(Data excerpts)
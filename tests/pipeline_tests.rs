// End-to-end tests for the upload pipeline against an in-process HTTP
// listener. Each canned response serves exactly one connection, so the
// recorded request list doubles as a request counter.

use artifact_uplink::api::ApiClient;
use artifact_uplink::artifact::{ArtifactStore, LocalArtifactStore};
use artifact_uplink::config::{Config, Source, UploadMode};
use artifact_uplink::error::Error;
use artifact_uplink::payload::{self, Payload};
use artifact_uplink::run::run;
use artifact_uplink::status::FinalResult;
use std::collections::HashMap;
use std::io::{Read, Write};
use std::net::TcpListener;
use std::path::PathBuf;
use std::sync::{Arc, Mutex};
use std::time::Duration;

#[derive(Debug, Clone)]
struct RecordedRequest {
    request_line: String,
    headers: HashMap<String, String>,
    body: Vec<u8>,
}

impl RecordedRequest {
    fn header(&self, name: &str) -> Option<&str> {
        self.headers.get(&name.to_ascii_lowercase()).map(String::as_str)
    }
}

struct TestServer {
    url: String,
    requests: Arc<Mutex<Vec<RecordedRequest>>>,
}

impl TestServer {
    /// Serve the given canned responses, one connection each, in order.
    fn start(responses: Vec<String>) -> Self {
        let listener = TcpListener::bind("127.0.0.1:0").unwrap();
        let url = format!("http://{}", listener.local_addr().unwrap());
        let requests = Arc::new(Mutex::new(Vec::new()));
        let recorded = Arc::clone(&requests);

        std::thread::spawn(move || {
            for response in responses {
                let Ok((mut stream, _)) = listener.accept() else { return };
                let request = read_request(&mut stream);
                recorded.lock().unwrap().push(request);
                let _ = stream.write_all(response.as_bytes());
            }
        });

        TestServer { url, requests }
    }

    fn requests(&self) -> Vec<RecordedRequest> {
        self.requests.lock().unwrap().clone()
    }
}

fn read_request(stream: &mut std::net::TcpStream) -> RecordedRequest {
    let mut buf = Vec::new();
    let mut chunk = [0u8; 4096];
    let header_end = loop {
        let n = stream.read(&mut chunk).unwrap();
        buf.extend_from_slice(&chunk[..n]);
        if let Some(pos) = buf.windows(4).position(|w| w == b"\r\n\r\n") {
            break pos + 4;
        }
        if n == 0 {
            break buf.len();
        }
    };

    let head = String::from_utf8_lossy(&buf[..header_end]).to_string();
    let mut lines = head.split("\r\n");
    let request_line = lines.next().unwrap_or_default().to_string();
    let mut headers = HashMap::new();
    for line in lines {
        if let Some((name, value)) = line.split_once(':') {
            headers.insert(name.trim().to_ascii_lowercase(), value.trim().to_string());
        }
    }

    let content_length: usize = headers
        .get("content-length")
        .and_then(|v| v.parse().ok())
        .unwrap_or(0);
    let mut body = buf[header_end..].to_vec();
    while body.len() < content_length {
        let n = stream.read(&mut chunk).unwrap();
        if n == 0 {
            break;
        }
        body.extend_from_slice(&chunk[..n]);
    }

    RecordedRequest { request_line, headers, body }
}

fn response(status: &str, extra_headers: &[(&str, &str)], body: &str) -> String {
    let mut r = format!("HTTP/1.1 {status}\r\n");
    for (name, value) in extra_headers {
        r.push_str(&format!("{name}: {value}\r\n"));
    }
    r.push_str(&format!(
        "Content-Length: {}\r\nConnection: close\r\n\r\n{body}",
        body.len()
    ));
    r
}

fn ok_json(body: &str) -> String {
    response("200 OK", &[("Content-Type", "application/json")], body)
}

fn config_for(server: &TestServer, source: Source) -> Config {
    Config {
        source,
        api_url: server.url.clone(),
        api_token: None,
        mode: UploadMode::RawBinary,
        poll: false,
        poll_interval: Duration::from_secs(15),
        poll_timeout_mins: 30,
        temp_dir: std::env::temp_dir(),
    }
}

// ---------------------------------------------------------------------------
// Payload resolution
// ---------------------------------------------------------------------------

#[test]
fn file_payload_keeps_exact_bytes_and_base_name() {
    let dir = tempfile::tempdir().unwrap();
    let file = dir.path().join("report.bin");
    std::fs::write(&file, b"\x00\x01binary\xff").unwrap();

    let payload = payload::resolve(&file, dir.path()).unwrap();
    assert_eq!(payload.bytes, b"\x00\x01binary\xff");
    assert_eq!(payload.file_name, "report.bin");
}

#[test]
fn empty_file_resolves_to_empty_payload() {
    let dir = tempfile::tempdir().unwrap();
    let file = dir.path().join("empty.zip");
    std::fs::write(&file, b"").unwrap();

    let payload = payload::resolve(&file, dir.path()).unwrap();
    assert!(payload.bytes.is_empty());
    assert_eq!(payload.file_name, "empty.zip");
}

#[test]
fn missing_path_is_an_invalid_source() {
    let dir = tempfile::tempdir().unwrap();
    let err = payload::resolve(&dir.path().join("nope"), dir.path()).unwrap_err();
    assert!(matches!(err, Error::InvalidSource(_)));
}

fn zip_available() -> bool {
    std::process::Command::new("zip")
        .arg("-v")
        .output()
        .map(|o| o.status.success())
        .unwrap_or(false)
}

#[test]
fn directory_payload_is_an_archive_with_a_unique_name() {
    if !zip_available() {
        eprintln!("zip not installed, skipping");
        return;
    }
    let src = tempfile::tempdir().unwrap();
    std::fs::write(src.path().join("a.txt"), "alpha").unwrap();
    std::fs::write(src.path().join("b.txt"), "beta").unwrap();
    let temp = tempfile::tempdir().unwrap();

    let first = payload::resolve(src.path(), temp.path()).unwrap();
    let second = payload::resolve(src.path(), temp.path()).unwrap();

    // zip archives start with the PK local-file-header magic
    assert!(first.bytes.starts_with(b"PK"));
    assert_ne!(first.file_name, second.file_name);
    assert!(first.file_name.ends_with(".zip"));
}

// ---------------------------------------------------------------------------
// Upload encodings
// ---------------------------------------------------------------------------

fn sample_payload() -> Payload {
    Payload {
        bytes: b"payload-bytes".to_vec(),
        file_name: "build.zip".into(),
    }
}

#[test]
fn raw_upload_sends_octet_stream_without_auth() {
    let server = TestServer::start(vec![ok_json("{}")]);
    let client = ApiClient::new(&server.url, Some("secret".into())).unwrap();
    client.upload(&sample_payload(), UploadMode::RawBinary).unwrap();

    let reqs = server.requests();
    assert_eq!(reqs.len(), 1);
    assert!(reqs[0].request_line.starts_with("POST"));
    assert_eq!(reqs[0].header("content-type"), Some("application/octet-stream"));
    assert_eq!(reqs[0].header("authorization"), None);
    assert_eq!(reqs[0].body, b"payload-bytes");
}

#[test]
fn authenticated_upload_carries_the_bearer_token() {
    let server = TestServer::start(vec![ok_json("{}")]);
    let client = ApiClient::new(&server.url, Some("secret".into())).unwrap();
    client
        .upload(&sample_payload(), UploadMode::AuthenticatedBinary)
        .unwrap();

    let reqs = server.requests();
    assert_eq!(reqs[0].header("authorization"), Some("Bearer secret"));
    assert_eq!(reqs[0].header("content-type"), Some("application/octet-stream"));
}

#[test]
fn multipart_upload_uses_the_artifact_field_and_a_boundary() {
    let server = TestServer::start(vec![ok_json("{}")]);
    let client = ApiClient::new(&server.url, None).unwrap();
    client.upload(&sample_payload(), UploadMode::Multipart).unwrap();

    let reqs = server.requests();
    let content_type = reqs[0].header("content-type").unwrap();
    assert!(content_type.starts_with("multipart/form-data; boundary="));
    let body = String::from_utf8_lossy(&reqs[0].body);
    assert!(body.contains("name=\"artifact\""));
    assert!(body.contains("filename=\"build.zip\""));
    assert!(body.contains("application/zip"));
    assert!(body.contains("payload-bytes"));
}

#[test]
fn server_error_surfaces_the_status_code_and_body() {
    let server = TestServer::start(vec![response(
        "500 Internal Server Error",
        &[],
        "backend exploded",
    )]);
    let client = ApiClient::new(&server.url, None).unwrap();
    let err = client
        .upload(&sample_payload(), UploadMode::RawBinary)
        .unwrap_err();

    let msg = err.to_string();
    assert!(msg.contains("500"), "message should name the status: {msg}");
    assert!(msg.contains("backend exploded"), "message should carry the body: {msg}");
}

// ---------------------------------------------------------------------------
// Whole-run behavior
// ---------------------------------------------------------------------------

#[test]
fn immediate_succeeded_without_polling_is_success() {
    let server = TestServer::start(vec![ok_json(r#"{"status":"succeeded"}"#)]);
    let dir = tempfile::tempdir().unwrap();
    let file = dir.path().join("out.zip");
    std::fs::write(&file, b"zzz").unwrap();

    let config = config_for(&server, Source::Path(file));
    let store = LocalArtifactStore::new(dir.path().join("artifacts"));
    let result = run(&config, &store).unwrap();
    assert!(matches!(result, FinalResult::Success));
    assert_eq!(server.requests().len(), 1);
}

#[test]
fn polling_follows_the_status_url_until_succeeded() {
    let server = TestServerWithStatusUrl::start(vec![
        ok_json(r#"{"status":"pending"}"#),
        ok_json(r#"{"status":"succeeded"}"#),
    ]);

    let dir = tempfile::tempdir().unwrap();
    let file = dir.path().join("out.zip");
    std::fs::write(&file, b"zzz").unwrap();

    let mut config = config_for(&server.inner, Source::Path(file));
    config.poll = true;
    config.api_token = Some("tok".into());
    config.mode = UploadMode::AuthenticatedBinary;
    config.poll_interval = Duration::ZERO; // no real sleeping in tests

    let store = LocalArtifactStore::new(dir.path().join("artifacts"));
    let result = run(&config, &store).unwrap();
    assert!(matches!(result, FinalResult::Success));

    let reqs = server.inner.requests();
    assert_eq!(reqs.len(), 3);
    assert!(reqs[1].request_line.starts_with("GET"));
    assert_eq!(reqs[1].header("authorization"), Some("Bearer tok"));
    assert!(reqs[2].request_line.starts_with("GET"));
}

/// Like [`TestServer`], but the first response advertises the server's own
/// address as the `statusUrl`, so polls loop back to the same listener.
struct TestServerWithStatusUrl {
    inner: TestServer,
}

impl TestServerWithStatusUrl {
    fn start(poll_responses: Vec<String>) -> Self {
        let listener = TcpListener::bind("127.0.0.1:0").unwrap();
        let url = format!("http://{}", listener.local_addr().unwrap());
        let requests = Arc::new(Mutex::new(Vec::new()));
        let recorded = Arc::clone(&requests);
        let initial = ok_json(&format!(r#"{{"statusUrl":"{url}/status"}}"#));

        std::thread::spawn(move || {
            for response in std::iter::once(initial).chain(poll_responses) {
                let Ok((mut stream, _)) = listener.accept() else { return };
                let request = read_request(&mut stream);
                recorded.lock().unwrap().push(request);
                let _ = stream.write_all(response.as_bytes());
            }
        });

        TestServerWithStatusUrl {
            inner: TestServer { url, requests },
        }
    }
}

// ---------------------------------------------------------------------------
// Artifact store
// ---------------------------------------------------------------------------

#[test]
fn unknown_artifact_fails_before_any_upload() {
    let server = TestServer::start(vec![ok_json("{}")]);
    let dir = tempfile::tempdir().unwrap();

    let config = config_for(&server, Source::Artifact("missing".into()));
    let store = LocalArtifactStore::new(dir.path().join("artifacts"));
    let err = run(&config, &store).unwrap_err();

    assert!(matches!(err, Error::NotFound(_)));
    assert!(err.to_string().contains("not found"));
    assert!(server.requests().is_empty(), "no upload request may be made");
}

#[test]
fn stored_artifact_becomes_the_payload() {
    let root = tempfile::tempdir().unwrap();
    let artifact_dir = root.path().join("nightly-build");
    std::fs::create_dir_all(&artifact_dir).unwrap();
    std::fs::write(artifact_dir.join("bundle.zip"), b"bundle-bytes").unwrap();

    let store = LocalArtifactStore::new(root.path());
    let record = store.get_artifact("nightly-build").unwrap();
    let dest = tempfile::tempdir().unwrap();
    let downloaded = store.download_artifact(&record.id, dest.path()).unwrap();
    assert_eq!(downloaded.download_path, PathBuf::from(dest.path()));

    let payload =
        artifact_uplink::artifact::payload_from_artifact(&store, "nightly-build", dest.path())
            .unwrap();
    assert_eq!(payload.bytes, b"bundle-bytes");
    assert_eq!(payload.file_name, "bundle.zip");
}
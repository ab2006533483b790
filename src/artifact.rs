// Artifact store seam: fetch a previously published build output by name
// and use its single extracted file as the payload. The store itself is an
// external collaborator; the binary wires in a runner-local directory
// implementation.

use crate::error::{Error, Result};
use crate::payload::Payload;
use std::path::{Path, PathBuf};
use tracing::info;

/// Handle to a stored artifact.
#[derive(Debug, Clone, PartialEq, Eq)]
pub struct ArtifactRecord {
    pub id: String,
}

/// Result of extracting an artifact into a local directory.
#[derive(Debug, Clone)]
pub struct DownloadedArtifact {
    pub download_path: PathBuf,
}

/// Contract of the artifact storage collaborator.
pub trait ArtifactStore {
    /// Look up an artifact by name. Fails with [`Error::NotFound`] when the
    /// name is unknown.
    fn get_artifact(&self, name: &str) -> Result<ArtifactRecord>;

    /// Extract the artifact's single file into `dest_dir`.
    fn download_artifact(&self, id: &str, dest_dir: &Path) -> Result<DownloadedArtifact>;
}

/// Download a named artifact and read its single file as the payload.
/// Fails with [`Error::NotFound`] when the artifact is absent or the
/// download directory turns out empty.
pub fn payload_from_artifact(
    store: &dyn ArtifactStore,
    name: &str,
    dest_dir: &Path,
) -> Result<Payload> {
    let record = store.get_artifact(name)?;
    let downloaded = store.download_artifact(&record.id, dest_dir)?;

    let file = single_file_in(&downloaded.download_path)?
        .ok_or_else(|| Error::NotFound(format!("{name} (download was empty)")))?;
    info!(artifact = name, file = %file.display(), "downloaded artifact");
    Payload::from_file(&file)
}

fn single_file_in(dir: &Path) -> Result<Option<PathBuf>> {
    let mut files: Vec<PathBuf> = std::fs::read_dir(dir)?
        .filter_map(|e| e.ok())
        .map(|e| e.path())
        .filter(|p| p.is_file())
        .collect();
    files.sort();
    Ok(files.into_iter().next())
}

/// Directory-backed store used by the binary: each artifact is a
/// subdirectory of `root` named after the artifact, holding the file the
/// pipeline published.
pub struct LocalArtifactStore {
    root: PathBuf,
}

impl LocalArtifactStore {
    pub fn new(root: impl Into<PathBuf>) -> Self {
        LocalArtifactStore { root: root.into() }
    }
}

impl ArtifactStore for LocalArtifactStore {
    fn get_artifact(&self, name: &str) -> Result<ArtifactRecord> {
        let dir = self.root.join(name);
        if dir.is_dir() {
            Ok(ArtifactRecord { id: name.to_string() })
        } else {
            Err(Error::NotFound(name.to_string()))
        }
    }

    fn download_artifact(&self, id: &str, dest_dir: &Path) -> Result<DownloadedArtifact> {
        let src_dir = self.root.join(id);
        let file = single_file_in(&src_dir)?.ok_or_else(|| Error::NotFound(id.to_string()))?;
        let dest = dest_dir.join(file.file_name().unwrap_or_default());
        std::fs::copy(&file, &dest)?;
        Ok(DownloadedArtifact {
            download_path: dest_dir.to_path_buf(),
        })
    }
}
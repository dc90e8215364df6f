//! Similarity between sparse n-gram feature maps
//!
//! Both metrics accumulate in integers and only convert at the final
//! division, so the result is independent of hash-map iteration order.

use crate::ngram::{create_vector, FeatureMap, FeatureSpace};
use serde::{Deserialize, Serialize};
use std::fmt;
use std::str::FromStr;

/// Similarity metric used to compare a candidate excerpt with an unknown text
#[derive(Debug, Clone, Copy, PartialEq, Eq, Default, Deserialize, Serialize)]
#[serde(rename_all = "lowercase")]
pub enum Metric {
    Cosine,
    #[default]
    MinMax,
}

impl Metric {
    pub fn score(&self, x: &FeatureMap<'_>, y: &FeatureMap<'_>) -> f64 {
        match self {
            Metric::Cosine => cosine_similarity(x, y),
            Metric::MinMax => minmax_similarity(x, y),
        }
    }
}

impl FromStr for Metric {
    type Err = String;

    fn from_str(s: &str) -> Result<Self, Self::Err> {
        match s.to_lowercase().as_str() {
            "cosine" | "cos" => Ok(Metric::Cosine),
            "minmax" | "min-max" => Ok(Metric::MinMax),
            _ => Err(format!("Unknown metric '{}'. Valid metrics: minmax, cosine", s)),
        }
    }
}

impl fmt::Display for Metric {
    fn fmt(&self, f: &mut fmt::Formatter<'_>) -> fmt::Result {
        match self {
            Metric::Cosine => write!(f, "cosine"),
            Metric::MinMax => write!(f, "minmax"),
        }
    }
}

fn squared_norm(v: &FeatureMap<'_>) -> u64 {
    v.iter().map(|(_, c)| u64::from(c) * u64::from(c)).sum()
}

/// `dot(X, Y) / (|X| * |Y|)`. Zero when either map has zero norm.
pub fn cosine_similarity(x: &FeatureMap<'_>, y: &FeatureMap<'_>) -> f64 {
    let norm_x = squared_norm(x);
    let norm_y = squared_norm(y);

    if norm_x == 0 || norm_y == 0 {
        return 0.0;
    }

    let dot: u64 = x
        .iter()
        .filter_map(|(ngram, cx)| y.get(ngram).map(|cy| u64::from(cx) * u64::from(cy)))
        .sum();

    dot as f64 / ((norm_x as f64).sqrt() * (norm_y as f64).sqrt())
}

/// `sum(min(Xi, Yi)) / sum(max(Xi, Yi))` over the union of keys.
/// Zero when both maps are empty.
pub fn minmax_similarity(x: &FeatureMap<'_>, y: &FeatureMap<'_>) -> f64 {
    let mut minsum: u64 = 0;
    let mut maxsum: u64 = 0;

    for (ngram, cx) in x.iter() {
        match y.get(ngram) {
            Some(cy) => {
                minsum += u64::from(cx.min(cy));
                maxsum += u64::from(cx.max(cy));
            }
            None => maxsum += u64::from(cx),
        }
    }

    for (ngram, cy) in y.iter() {
        if x.get(ngram).is_none() {
            maxsum += u64::from(cy);
        }
    }

    if maxsum == 0 {
        return 0.0;
    }

    minsum as f64 / maxsum as f64
}

/// Vectorize two texts, project both onto `space`, and compare them.
pub fn text_similarity<S: FeatureSpace + ?Sized>(
    text_x: &str,
    text_y: &str,
    space: &S,
    ngram_size: usize,
    metric: Metric,
) -> f64 {
    let vec_x = create_vector(text_x, ngram_size);
    let vec_y = create_vector(text_y, ngram_size);
    metric.score(&vec_x.project(space), &vec_y.project(space))
}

> _What you are asked to do_
Which lines above contain the word "Debug"? List them.

> _Your solution_
#[derive(Debug, Clone)]
#[derive(Debug, Clone, PartialEq, Eq)]
#[derive(Debug, Clone)]
#[derive(Debug, Clone, Copy, PartialEq, Eq, Default, Deserialize, Serialize)]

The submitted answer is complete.